Patients are at risk because of poor hospital work environments, which need to be improved. So says a new Health Affairs study.

We’ll let that sink in.

Hospital work environments are a danger to patients. Researchers said they analyzed nurse and patient appraisals at 535 hospitals in four states between 2005 and 2016 — a fairly exhaustive study — to determine whether the work environment had improved and the extent to which those changes affected patient safety.

Of those studies, 21 percent of the hospitals showed significant improvements (better than 10 percent) in work environment scores, while 7 percent did worse. "Where clinical care environments improved, nurses and patients cited positive strides on patient safety indicators," the authors of the report said.

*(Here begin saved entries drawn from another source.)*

//! Process-level wiring: dispatch loop, directory snapshots, shutdown.

use crate::config::BotConfig;
use crate::coordinator::{CoordinatorSettings, GameCoordinator};
use crate::directory::Directory;
use crate::dispatcher::Dispatcher;
use crate::session::SessionRegistry;
use crate::transport::{InboundMessage, TelegramTransport, Transport};
use std::path::PathBuf;
use std::sync::Arc;
use std::time::Duration;
use tokio::sync::mpsc;
use tokio::task::JoinHandle;
use tokio_util::sync::CancellationToken;
use tracing::{debug, info, instrument, warn};

/// Capacity of the channel between the transport poller and the dispatcher.
const INBOUND_CAPACITY: usize = 64;

/// A wired bot: shared state, dispatcher and persistence settings.
#[derive(Clone)]
pub struct Bot {
    dispatcher: Dispatcher,
    directory: Arc<Directory>,
    chats_file: PathBuf,
    save_interval: Duration,
}

impl Bot {
    /// Wires a bot over `transport` with fresh shared state.
    #[instrument(skip(config, transport))]
    pub fn new(config: &BotConfig, transport: Arc<dyn Transport>) -> Self {
        let directory = Arc::new(Directory::new());
        let settings = CoordinatorSettings::new(config.move_timeout(), config.recruit_timeout());
        let coordinator = GameCoordinator::new(
            SessionRegistry::new(),
            Arc::clone(&directory),
            transport,
            settings,
        );
        info!(?settings, "Bot wired");
        Self {
            dispatcher: Dispatcher::new(coordinator),
            directory,
            chats_file: config.chats_file().clone(),
            save_interval: config.save_interval(),
        }
    }

    /// The dispatcher handling inbound messages.
    pub fn dispatcher(&self) -> &Dispatcher {
        &self.dispatcher
    }

    /// The private chat directory.
    pub fn directory(&self) -> &Arc<Directory> {
        &self.directory
    }

    /// Loads the directory file on the blocking pool. Failures are logged and
    /// leave the directory as it was.
    #[instrument(skip(self), fields(path = %self.chats_file.display()))]
    pub async fn restore_directory(&self) {
        let directory = Arc::clone(&self.directory);
        let path = self.chats_file.clone();
        match tokio::task::spawn_blocking(move || directory.load_file(&path)).await {
            Ok(Ok(count)) => info!(count, "Loaded private chats"),
            Ok(Err(e)) => warn!(error = %e, "Could not load private chats"),
            Err(e) => warn!(error = %e, "Directory load task failed"),
        }
    }

    /// Writes the directory file on the blocking pool. Failures are logged.
    #[instrument(skip(self), fields(path = %self.chats_file.display()))]
    pub async fn save_directory(&self) {
        let directory = Arc::clone(&self.directory);
        let path = self.chats_file.clone();
        match tokio::task::spawn_blocking(move || directory.save_file(&path)).await {
            Ok(Ok(count)) => debug!(count, "Saved private chats"),
            Ok(Err(e)) => warn!(error = %e, "Could not save private chats"),
            Err(e) => warn!(error = %e, "Directory save task failed"),
        }
    }

    /// Saves the directory every interval until `stop` fires.
    #[instrument(skip_all)]
    pub fn spawn_snapshots(&self, stop: CancellationToken) -> JoinHandle<()> {
        let bot = self.clone();
        tokio::spawn(async move {
            let mut ticks = tokio::time::interval(bot.save_interval);
            ticks.set_missed_tick_behavior(tokio::time::MissedTickBehavior::Delay);
            ticks.tick().await;
            loop {
                tokio::select! {
                    _ = stop.cancelled() => break,
                    _ = ticks.tick() => {
                        info!("Saving private chats");
                        bot.save_directory().await;
                    }
                }
            }
        })
    }

    /// Dispatches `inbound` until `shutdown` fires or the channel closes,
    /// then writes a final snapshot.
    ///
    /// Running games are abandoned, not drained.
    #[instrument(skip_all)]
    pub async fn run(&self, mut inbound: mpsc::Receiver<InboundMessage>, shutdown: CancellationToken) {
        let snapshot_stop = shutdown.child_token();
        let snapshots = self.spawn_snapshots(snapshot_stop.clone());
        info!("Dispatch loop started");

        loop {
            let msg = tokio::select! {
                _ = shutdown.cancelled() => break,
                msg = inbound.recv() => msg,
            };
            let Some(msg) = msg else {
                info!("Inbound channel closed");
                break;
            };
            let _ = self.dispatcher.handle(msg).await;
        }

        info!("Dispatch loop stopped");
        snapshot_stop.cancel();
        if let Err(e) = snapshots.await {
            warn!(error = %e, "Snapshot task failed");
        }
        info!("Saving private chats");
        self.save_directory().await;
    }
}

/// Runs the bot against the Telegram Bot API until `shutdown` fires.
///
/// # Errors
///
/// Fails only if the token is missing or the API cannot be reached at startup.
#[instrument(skip_all)]
pub async fn run_telegram(config: BotConfig, shutdown: CancellationToken) -> anyhow::Result<()> {
    let token = config.require_token()?;
    let transport = Arc::new(
        TelegramTransport::connect(config.api_url(), token, config.poll_timeout()).await?,
    );

    let bot = Bot::new(&config, transport.clone());
    bot.restore_directory().await;

    let (tx, rx) = mpsc::channel(INBOUND_CAPACITY);
    let poller = transport.spawn_poller(tx, shutdown.clone());

    bot.run(rx, shutdown.clone()).await;

    shutdown.cancel();
    if let Err(e) = poller.await {
        warn!(error = %e, "Poller task failed");
    }
    info!("Bot stopped");
    Ok(())
}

In a 2017 survey, Healthcare Dive reported recently, about half of all nurses said they were thinking about leaving the field because of feelings of being overworked, workplace harassment or inadequate pay. About two-thirds blamed their heavy workload on the ongoing nursing shortage.

According to the American Medical Association and Medscape, physicians from 27 specialties graded the severity of their burnout on a scale of one to seven — one being that it does not interfere, and seven indicating thoughts of leaving medicine.

In that Medscape survey, all but one specialty selected a four or higher. The most affected specialty was emergency medicine, with nearly 60 percent of ED physicians saying they feel burned out.

"Too many bureaucratic tasks, spending too many hours at work, feeling like just a cog in a wheel, increased computerization of practice," said the Medscape Lifestyle Report 2017.

Back to the original study: Hospitals that worked to improve workplace environments performed better on a number of patient safety indicators. The number of patients rating their hospital favorably increased by 11 percent and those who would recommend the hospital grew 8 percent. Positive nurse appraisals on quality of care and patient safety each rose 15 percent.

According to the study, a third of nurses rated their work environment as fair or poor from 2015 to 2016. “Burnout was particularly high, with nearly a third of bedside nurses registering high on the Maslach Burnout Inventory,” the study found.

Hospitals where work environments decline experienced a 19 percent drop in nurses giving favorable grades on patient safety. Ramifications can be far-reaching: Clinical safety interventions like surgical checklists and rapid-response teams can be “undermined because of issues like staff shortages or missing equipment or supplies.”

According to the study, nurses are forced to drop what they're doing on average once an hour to deal with operational shortcomings.

"Our findings confirm that nurses spend substantial time troubleshooting recurring operational problems, interrupting care and creating patient safety hazards," the authors write. "RNs are an expensive and scarce resource to use in this manner, when their greatest value is in direct patient care … [M]ore attention is needed to redesign work flows to permanently solve persistent operational failures that take nurses away from direct patient care."